§ **Materials provided**
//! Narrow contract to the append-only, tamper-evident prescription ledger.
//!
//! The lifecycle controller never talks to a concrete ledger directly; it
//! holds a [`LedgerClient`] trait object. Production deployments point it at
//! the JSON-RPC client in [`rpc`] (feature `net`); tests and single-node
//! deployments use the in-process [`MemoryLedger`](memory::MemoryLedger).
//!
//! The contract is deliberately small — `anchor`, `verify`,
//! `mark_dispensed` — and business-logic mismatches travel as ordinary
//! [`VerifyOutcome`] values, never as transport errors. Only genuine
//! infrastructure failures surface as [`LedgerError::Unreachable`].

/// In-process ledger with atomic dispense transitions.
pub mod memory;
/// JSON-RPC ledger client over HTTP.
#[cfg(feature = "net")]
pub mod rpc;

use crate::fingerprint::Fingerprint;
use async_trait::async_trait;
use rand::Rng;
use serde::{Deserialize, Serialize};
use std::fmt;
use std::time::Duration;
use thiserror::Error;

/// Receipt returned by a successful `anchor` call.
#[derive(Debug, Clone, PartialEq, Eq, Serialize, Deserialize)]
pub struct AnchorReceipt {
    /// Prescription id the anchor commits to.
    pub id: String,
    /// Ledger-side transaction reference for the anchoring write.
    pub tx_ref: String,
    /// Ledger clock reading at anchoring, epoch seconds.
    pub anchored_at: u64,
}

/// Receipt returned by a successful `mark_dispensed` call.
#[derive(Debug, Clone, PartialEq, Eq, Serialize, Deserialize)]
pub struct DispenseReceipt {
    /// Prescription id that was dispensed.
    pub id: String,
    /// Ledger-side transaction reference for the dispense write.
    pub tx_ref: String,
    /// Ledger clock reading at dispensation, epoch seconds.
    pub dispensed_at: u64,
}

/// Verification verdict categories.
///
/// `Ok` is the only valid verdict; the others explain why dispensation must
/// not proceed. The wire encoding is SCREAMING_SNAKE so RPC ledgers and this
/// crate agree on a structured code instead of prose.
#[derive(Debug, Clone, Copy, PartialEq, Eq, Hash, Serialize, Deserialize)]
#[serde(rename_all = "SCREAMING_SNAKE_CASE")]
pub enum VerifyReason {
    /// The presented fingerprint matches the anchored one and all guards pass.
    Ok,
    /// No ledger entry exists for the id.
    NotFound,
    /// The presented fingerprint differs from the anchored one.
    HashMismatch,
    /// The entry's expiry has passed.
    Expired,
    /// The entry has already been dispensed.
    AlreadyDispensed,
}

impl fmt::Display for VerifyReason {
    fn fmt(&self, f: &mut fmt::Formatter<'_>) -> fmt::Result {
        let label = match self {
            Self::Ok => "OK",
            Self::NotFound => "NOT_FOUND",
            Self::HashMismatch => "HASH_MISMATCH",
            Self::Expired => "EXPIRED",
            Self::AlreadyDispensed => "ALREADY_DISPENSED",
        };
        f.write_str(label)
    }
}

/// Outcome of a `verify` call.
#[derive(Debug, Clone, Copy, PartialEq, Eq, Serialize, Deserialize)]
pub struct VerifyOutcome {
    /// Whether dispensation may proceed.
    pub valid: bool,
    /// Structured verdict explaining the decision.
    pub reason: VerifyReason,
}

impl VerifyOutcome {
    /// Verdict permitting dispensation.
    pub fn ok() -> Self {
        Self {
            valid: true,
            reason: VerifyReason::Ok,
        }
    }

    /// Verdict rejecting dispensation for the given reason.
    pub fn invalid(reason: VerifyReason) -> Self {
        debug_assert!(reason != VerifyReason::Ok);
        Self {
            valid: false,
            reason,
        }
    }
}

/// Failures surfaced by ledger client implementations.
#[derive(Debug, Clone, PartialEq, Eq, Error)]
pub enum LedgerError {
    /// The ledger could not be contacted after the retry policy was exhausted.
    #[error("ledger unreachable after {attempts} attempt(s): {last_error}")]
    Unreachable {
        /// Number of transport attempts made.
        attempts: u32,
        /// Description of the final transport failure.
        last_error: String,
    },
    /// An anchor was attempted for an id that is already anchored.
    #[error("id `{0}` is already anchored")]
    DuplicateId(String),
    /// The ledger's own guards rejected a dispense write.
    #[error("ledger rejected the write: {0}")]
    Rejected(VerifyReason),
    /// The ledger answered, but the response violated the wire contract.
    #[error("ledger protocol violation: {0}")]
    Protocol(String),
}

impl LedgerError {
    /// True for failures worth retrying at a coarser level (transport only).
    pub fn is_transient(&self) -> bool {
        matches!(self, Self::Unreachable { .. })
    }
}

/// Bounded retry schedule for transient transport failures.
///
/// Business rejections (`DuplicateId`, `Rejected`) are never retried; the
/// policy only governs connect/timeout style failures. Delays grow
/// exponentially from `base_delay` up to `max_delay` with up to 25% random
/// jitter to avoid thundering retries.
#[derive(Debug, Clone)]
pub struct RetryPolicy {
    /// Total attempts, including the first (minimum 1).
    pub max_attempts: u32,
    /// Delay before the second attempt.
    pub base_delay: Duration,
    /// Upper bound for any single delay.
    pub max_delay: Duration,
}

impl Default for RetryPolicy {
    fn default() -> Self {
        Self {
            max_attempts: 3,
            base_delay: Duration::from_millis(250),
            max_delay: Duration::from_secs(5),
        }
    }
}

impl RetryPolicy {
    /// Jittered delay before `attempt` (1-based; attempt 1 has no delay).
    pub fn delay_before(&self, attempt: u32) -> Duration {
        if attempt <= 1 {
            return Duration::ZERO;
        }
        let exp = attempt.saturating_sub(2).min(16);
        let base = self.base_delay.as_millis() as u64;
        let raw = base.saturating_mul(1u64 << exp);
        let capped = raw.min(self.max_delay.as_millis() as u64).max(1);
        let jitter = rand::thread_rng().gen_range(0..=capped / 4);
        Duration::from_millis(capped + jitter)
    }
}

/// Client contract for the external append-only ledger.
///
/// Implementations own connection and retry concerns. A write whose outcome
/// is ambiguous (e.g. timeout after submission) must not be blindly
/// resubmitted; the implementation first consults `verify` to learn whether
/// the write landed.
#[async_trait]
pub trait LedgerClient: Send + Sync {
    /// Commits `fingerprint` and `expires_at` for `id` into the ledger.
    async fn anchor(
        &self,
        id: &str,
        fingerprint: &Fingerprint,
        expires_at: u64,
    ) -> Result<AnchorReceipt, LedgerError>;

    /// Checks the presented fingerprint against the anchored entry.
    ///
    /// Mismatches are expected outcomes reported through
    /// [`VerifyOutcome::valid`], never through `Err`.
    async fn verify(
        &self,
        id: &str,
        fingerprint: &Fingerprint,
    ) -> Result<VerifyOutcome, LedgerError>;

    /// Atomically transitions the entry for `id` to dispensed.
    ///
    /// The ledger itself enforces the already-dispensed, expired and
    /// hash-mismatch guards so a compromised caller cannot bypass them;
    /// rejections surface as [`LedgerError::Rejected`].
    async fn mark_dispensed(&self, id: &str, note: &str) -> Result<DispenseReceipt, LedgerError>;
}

§ **About this task**
The line above containing "expiry has passed.", the line containing "pub enum LedgerError", and every line between them are to be transcribed exactly; no other line is wanted.

§ **Response**
    /// The entry's expiry has passed.
    Expired,
    /// The entry has already been dispensed.
    AlreadyDispensed,
}

impl fmt::Display for VerifyReason {
    fn fmt(&self, f: &mut fmt::Formatter<'_>) -> fmt::Result {
        let label = match self {
            Self::Ok => "OK",
            Self::NotFound => "NOT_FOUND",
            Self::HashMismatch => "HASH_MISMATCH",
            Self::Expired => "EXPIRED",
            Self::AlreadyDispensed => "ALREADY_DISPENSED",
        };
        f.write_str(label)
    }
}

/// Outcome of a `verify` call.
#[derive(Debug, Clone, Copy, PartialEq, Eq, Serialize, Deserialize)]
pub struct VerifyOutcome {
    /// Whether dispensation may proceed.
    pub valid: bool,
    /// Structured verdict explaining the decision.
    pub reason: VerifyReason,
}

impl VerifyOutcome {
    /// Verdict permitting dispensation.
    pub fn ok() -> Self {
        Self {
            valid: true,
            reason: VerifyReason::Ok,
        }
    }

    /// Verdict rejecting dispensation for the given reason.
    pub fn invalid(reason: VerifyReason) -> Self {
        debug_assert!(reason != VerifyReason::Ok);
        Self {
            valid: false,
            reason,
        }
    }
}

/// Failures surfaced by ledger client implementations.
#[derive(Debug, Clone, PartialEq, Eq, Error)]
pub enum LedgerError {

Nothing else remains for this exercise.